Spatial comparison of BD status to CHI
Similar to Selig et al 2014 - define "bins" of cumulative impact (high/low) as well as trend (increasing/decreasing/stable); compare these to metrics of biodiversity magnitude (species richness, range-rarity-weighted species richness, maybe normalized range-rarity-weighted species richness, as in Selig paper) as well as biodiversity status (mean status, % threatened, trend, etc).
These can be broken out by classes of stressors, as well as taxonomic groups.
With multiple dimensions of comparison (BD magnitude, status, CHI stressors, trends) it becomes important to identify which overlaps indicate what kinds of prioritization.

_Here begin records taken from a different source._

mod desert_flag;
mod desert_summary;
mod distance_table;
mod tract_distance;
mod tract_reference;

pub use desert_flag::{classify, DesertFlag};
pub use desert_summary::DesertSummary;
pub use distance_table::{classify_tract, nearest_distance, DistanceTable};
pub use tract_distance::TractDistance;
pub use tract_reference::TractReference;
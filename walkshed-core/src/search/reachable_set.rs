use super::CutoffExceededWarning;
use crate::model::VertexId;
use itertools::Itertools;
use std::collections::HashMap;

/// vertices reachable from a source within the walking cutoff, each with its
/// shortest walking distance in feet. the source is always a member at cost 0.
#[derive(Debug, Clone, PartialEq)]
pub struct ReachableSet {
    pub source: VertexId,
    costs: HashMap<VertexId, f64>,
    warning: Option<CutoffExceededWarning>,
}

impl ReachableSet {
    pub fn new(
        source: VertexId,
        mut costs: HashMap<VertexId, f64>,
        warning: Option<CutoffExceededWarning>,
    ) -> ReachableSet {
        costs.insert(source, 0.0);
        ReachableSet {
            source,
            costs,
            warning,
        }
    }

    /// the result for a source that is not part of the graph
    pub fn source_only(source: VertexId) -> ReachableSet {
        ReachableSet::new(source, HashMap::new(), None)
    }

    pub fn len(&self) -> usize {
        self.costs.len()
    }

    pub fn is_empty(&self) -> bool {
        self.costs.is_empty()
    }

    pub fn contains(&self, vertex_id: &VertexId) -> bool {
        self.costs.contains_key(vertex_id)
    }

    pub fn cost(&self, vertex_id: &VertexId) -> Option<f64> {
        self.costs.get(vertex_id).copied()
    }

    pub fn costs(&self) -> &HashMap<VertexId, f64> {
        &self.costs
    }

    /// member vertex ids in ascending order
    pub fn vertex_ids(&self) -> Vec<VertexId> {
        self.costs.keys().copied().sorted().collect_vec()
    }

    /// the largest cost among members, which is 0 for a source-only set
    pub fn max_cost(&self) -> f64 {
        self.costs.values().copied().fold(0.0, f64::max)
    }

    pub fn warning(&self) -> Option<&CutoffExceededWarning> {
        self.warning.as_ref()
    }

    /// true if a circuit breaker stopped the search and this set is partial
    pub fn is_truncated(&self) -> bool {
        self.warning.is_some()
    }

    /// true if every member of this set is in `other` with the identical cost.
    pub fn is_subset_of(&self, other: &ReachableSet) -> bool {
        self.costs
            .iter()
            .all(|(id, cost)| other.cost(id) == Some(*cost))
    }
}
mod cutoff_exceeded_warning;
mod driving_distance;
mod frontier_entry;
mod reachable_set;
mod search_budget;

pub use cutoff_exceeded_warning::{BreakerReason, CutoffExceededWarning};
pub use driving_distance::{driving_distance, driving_distance_cancellable, driving_distance_single};
pub use reachable_set::ReachableSet;
pub use search_budget::{CancellationToken, SearchBudget};
use super::{geojson_ops::read_geojson_feature_collection, InputError};
use geo::{Geometry, LineString};
use kdam::tqdm;
use serde::{Deserialize, Serialize};
use walkshed_core::model::{Edge, Vertex};

/// a row of a network vertices file
#[derive(Debug, Clone, Copy, PartialEq, Serialize, Deserialize)]
pub struct VertexRecord {
    pub vertex_id: i64,
    pub x: f64,
    pub y: f64,
}

/// a row of a network edges file. `distance` is the walking length in feet.
#[derive(Debug, Clone, Copy, PartialEq, Serialize, Deserialize)]
pub struct EdgeRecord {
    pub edge_id: i64,
    pub src_vertex_id: i64,
    pub dst_vertex_id: i64,
    pub distance: f64,
}

impl From<VertexRecord> for Vertex {
    fn from(value: VertexRecord) -> Self {
        Vertex::new(value.vertex_id, value.x, value.y)
    }
}

impl From<EdgeRecord> for Edge {
    fn from(value: EdgeRecord) -> Self {
        Edge::new(
            value.edge_id,
            value.src_vertex_id,
            value.dst_vertex_id,
            value.distance,
        )
    }
}

/// reads a network from vertex and edge CSV files. rows are returned as read;
/// integrity checks happen when the graph is built.
pub fn read_csv_network(
    vertices_file: &str,
    edges_file: &str,
) -> Result<(Vec<Vertex>, Vec<Edge>), InputError> {
    let vertices = read_csv_rows::<VertexRecord>(vertices_file, "vertices")?
        .into_iter()
        .map(Vertex::from)
        .collect::<Vec<_>>();
    let edges = read_csv_rows::<EdgeRecord>(edges_file, "edges")?
        .into_iter()
        .map(Edge::from)
        .collect::<Vec<_>>();
    log::info!(
        "read {} vertices from {vertices_file} and {} edges from {edges_file}",
        vertices.len(),
        edges.len()
    );
    Ok((vertices, edges))
}

fn read_csv_rows<T>(file: &str, desc: &str) -> Result<Vec<T>, InputError>
where
    T: for<'de> Deserialize<'de>,
{
    let mut reader = csv::Reader::from_path(file)
        .map_err(|e| InputError::CsvError(file.to_string(), e))?;
    let row_iter = tqdm!(reader.deserialize::<T>(), desc = format!("read {desc}"));
    let mut rows = vec![];
    for row in row_iter {
        rows.push(row.map_err(|e| InputError::CsvError(file.to_string(), e))?);
    }
    eprintln!();
    Ok(rows)
}

/// reads street centerlines. MultiLineString features contribute each of their
/// parts; features of any other geometry type are skipped with a warning.
pub fn read_street_lines(file: &str) -> Result<Vec<LineString<f64>>, InputError> {
    let collection = read_geojson_feature_collection(file)?;
    let mut lines = vec![];
    let mut skipped = 0;
    for (index, feature) in collection.features.into_iter().enumerate() {
        let geometry = feature
            .geometry
            .map(Geometry::<f64>::try_from)
            .transpose();
        match geometry {
            Ok(Some(Geometry::LineString(line))) => lines.push(line),
            Ok(Some(Geometry::MultiLineString(multi))) => lines.extend(multi.0),
            Ok(_) => {
                log::warn!("street feature {index} in {file} is not a linestring, skipping");
                skipped += 1;
            }
            Err(e) => {
                log::warn!("street feature {index} in {file} has an invalid geometry: {e}");
                skipped += 1;
            }
        }
    }
    if lines.is_empty() {
        return Err(InputError::NoFeatures(file.to_string()));
    }
    log::info!(
        "read {} street linestrings from {file}, skipped {skipped} features",
        lines.len()
    );
    Ok(lines)
}
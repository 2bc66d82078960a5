use super::BreakerReason;
use std::sync::atomic::{AtomicBool, Ordering};
use std::sync::Arc;
use std::time::{Duration, Instant};

/// number of settled vertices between wall-clock checks
const CLOCK_CHECK_INTERVAL: usize = 64;

/// secondary limits on a single-source search beyond its cost cutoff. a large
/// cutoff over a dense network can make one search arbitrarily expensive, so
/// each search may also be capped by settled-vertex count and a deadline.
#[derive(Debug, Clone, Copy, Default, PartialEq)]
pub struct SearchBudget {
    pub max_settled: Option<usize>,
    pub timeout: Option<Duration>,
}

impl SearchBudget {
    pub fn unlimited() -> SearchBudget {
        SearchBudget::default()
    }

    /// tests whether a search that has settled `settled` vertices since `started`
    /// must stop now. cancellation is checked on every call, the clock only
    /// periodically.
    pub fn check(
        &self,
        settled: usize,
        started: Instant,
        cancel: Option<&CancellationToken>,
    ) -> Option<BreakerReason> {
        if cancel.map(|c| c.is_cancelled()).unwrap_or_default() {
            return Some(BreakerReason::Cancelled);
        }
        if let Some(max) = self.max_settled {
            if settled >= max {
                return Some(BreakerReason::MaxSettled(max));
            }
        }
        if let Some(timeout) = self.timeout {
            if settled % CLOCK_CHECK_INTERVAL == 0 && started.elapsed() >= timeout {
                return Some(BreakerReason::Timeout(timeout));
            }
        }
        None
    }
}

/// cancels one in-flight search. each search gets its own token so that
/// cancelling it leaves every other running search untouched.
#[derive(Debug, Clone, Default)]
pub struct CancellationToken(Arc<AtomicBool>);

impl CancellationToken {
    pub fn new() -> CancellationToken {
        CancellationToken::default()
    }

    pub fn cancel(&self) {
        self.0.store(true, Ordering::Relaxed);
    }

    pub fn is_cancelled(&self) -> bool {
        self.0.load(Ordering::Relaxed)
    }
}
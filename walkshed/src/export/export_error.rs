use thiserror::Error;

#[derive(Error, Debug)]
pub enum ExportError {
    #[error("output file {0} exists and overwrite is disabled")]
    FileExists(String),
    #[error("failure writing {0}: {1}")]
    IoError(String, std::io::Error),
    #[error("failure writing CSV file {0}: {1}")]
    CsvError(String, csv::Error),
    #[error("failure encoding JSON for {0}: {1}")]
    JsonError(String, serde_json::Error),
    #[error("invalid projection '{0}': {1}")]
    InvalidProjection(String, String),
    #[error("failure reprojecting coordinate ({0}, {1}): {2}")]
    ReprojectionError(f64, f64, String),
}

Species-specific comparison of status to CHI
For each species in the dataset, identify how its spatial distribution overlaps with cumulative impact maps. Consider like a density plot of presence in various levels of CHI (low-medium-high) on one axis and density plot of presence vs. CHI trend in another, described by distribution parameters (i.e. mean and variance probably)
These can be aggregated up to taxonomic group level to get a sense of the taxon's general exposure to stressors. How to aggregate - area weighted? all species equally weighted? inverse area weighted?
Perhaps regional aggregation might be interesting as well.